Did the Israelites IN THE TIME OF JOSHUA receive, possess, and dwell in all the land that Yahweh had promised their fathers?

And this was his answer.


The answer is clearly “No.”

So Jason is on record as having said that the Israelites in the time of Joshua clearly did not receive, possess, and dwell in all the land that Yahweh had promised their fathers, so now that he has seen that Joshua 21:43 was not referring to just the cities given to the Levites earlier in the chapter but to all the land that was distributed to the other tribes in the broader context of chapters 15-21, he cannot change his “clearly no” answer without looking pretty foolish for someone who had earlier claimed that he can “explain every verse in the Bible.”

If Jason were [Edited by Moderator], I could feel sorry for him when he gets himself into predicaments like this.


Jason:
The particular cities that are possessed are listed and you take verse 43 out of context and try and [sic] apply a new meaning

No, I’m not taking anything out of context. Jason is the one guilty of that. In the broader context, all of the land allegedly distributed to the tribes of Israel and the Levites was listed in the seven-chapter context, so Jason is the one who is taking Joshua 12:43 out of context. It was clearly the D editor’s intention, after the lengthy record of the land distributions to the different tribes, to claim that all of the land that Yahweh had promised the Israelites had been given to them and that they had possessed it and dwelt in it.


Jason:
You assert that it refers to ALL of the land outside of the intended framework and context.

No, I am not asserting that. The D editor asserted it. He--and not I--was the one who said what you quote immediately below. In just a moment, I will show that the writer clearly meant for “all the land” to mean all of the land that was within the borders of Yahweh’s land promises.


Jason:
Let me remove one letter and add two letters to verse 43. It will help you understand what is being said. Verse 43 reads, “So the LORD gave to Israel all the land of which He had sworn to give to their fathers, and they took possession of it and dwelt in it.”

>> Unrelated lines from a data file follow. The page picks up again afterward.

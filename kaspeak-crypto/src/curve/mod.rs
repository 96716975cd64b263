//! secp256k1 curve layer
//!
//! Affine point arithmetic over the standard secp256k1 parameters, plus the
//! modular helpers the identifier algebra leans on. Everything here is
//! variable-time on purpose: the protocol only ever moves public material
//! through these functions.

mod arith;
mod point;

use num_bigint::BigUint;
use num_traits::One;
use once_cell::sync::Lazy;
use thiserror::Error;

use crate::hash::Hasher;

pub use arith::{mod_inv, pow_mod};
pub use point::Point;

#[derive(Error, Debug, PartialEq, Eq)]
pub enum CurveError {
    #[error("invalid point encoding length {0}, expecting 33 or 65 bytes")]
    InvalidLength(usize),

    #[error("invalid point encoding prefix {0:#04x}")]
    InvalidPrefix(u8),

    #[error("coordinate is not a field element")]
    CoordinateOutOfRange,

    #[error("x coordinate has no square root in the field")]
    NonResidue,

    #[error("point is not on the curve")]
    NotOnCurve,

    #[error("the point at infinity has no encoding")]
    Infinity,

    #[error("value is not invertible for the given modulus")]
    NotInvertible,
}

/// Field prime `p = 2^256 - 2^32 - 977`.
pub static FIELD_PRIME: Lazy<BigUint> = Lazy::new(|| {
    BigUint::parse_bytes(
        b"fffffffffffffffffffffffffffffffffffffffffffffffffffffffefffffc2f",
        16,
    )
    .expect("valid hex constant")
});

/// Group order `n`.
pub static GROUP_ORDER: Lazy<BigUint> = Lazy::new(|| {
    BigUint::parse_bytes(
        b"fffffffffffffffffffffffffffffffebaaedce6af48a03bbfd25e8cd0364141",
        16,
    )
    .expect("valid hex constant")
});

/// Generator point `G`.
pub static GENERATOR: Lazy<Point> = Lazy::new(|| {
    let x = BigUint::parse_bytes(
        b"79be667ef9dcbbac55a06295ce870b07029bfcdb2dce28d959f2815b16f81798",
        16,
    )
    .expect("valid hex constant");
    let y = BigUint::parse_bytes(
        b"483ada7726a3c4655da4fbfc0e1108a8fd17b448a68554199c47d08ffb10d4b8",
        16,
    )
    .expect("valid hex constant");
    Point::Affine { x, y }
});

/// Exponent `(p + 1) / 4` used to take square roots in the field.
pub(crate) static SQRT_EXP: Lazy<BigUint> =
    Lazy::new(|| (&*FIELD_PRIME + BigUint::one()) >> 2);

/// Fixed-width big-endian encoding of a value already reduced below `2^256`.
pub fn be_bytes32(v: &BigUint) -> [u8; 32] {
    let bytes = v.to_bytes_be();
    debug_assert!(bytes.len() <= 32);
    let mut out = [0u8; 32];
    out[32 - bytes.len()..].copy_from_slice(&bytes);
    out
}

/// ECDH with the Kaspeak derivation applied: the 32-byte shared secret is
/// `SHA256(SHA256(compressed(secret · peer)))`.
pub fn shared_secret(secret: &BigUint, peer: &Point) -> Result<[u8; 32], CurveError> {
    let product = peer.mul(secret);
    let compressed = product.to_compressed()?;
    Ok(*Hasher::<256>::hash_twice(&compressed))
}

Since we have a list of the land given and we plainly don’t see the ENTIRE land promise being fulfilled, yet (which is also evidenced by the subsequent chapters like Joshua 23, Judges 1, etc.), verse 43 is obviously referring to all of THAT land and not all of the land.

Ah, so Jason seeks to rewrite the verse in order to make it mean what he would like for it to mean, but I have shown that the spin that he is trying to put onto this verse is clearly not what the writer meant. A distribution-of-land context began in chapter 15. The writer took each of the tribes of Israel, listed the land and cities that they received, and defined the borders of each of their “inheritances.” Chapter 20 then listed the cities of refuge that were to be designated for those who unintentionally shed blood so that they could go to these places to escape retribution of the nearest of kin. Then chapter 21 listed the cities that the other tribes were to give to the Levites, who were not awarded a land “inheritance.” After all of this, the D writer put a summation paragraph, which began with a claim that the Israelites had received, possessed, and dwelt in all the land that Yahweh had promised their fathers. There is a passage within the total context of 21:43, which I will be quoting later, that removes all doubt that this was what the writer meant.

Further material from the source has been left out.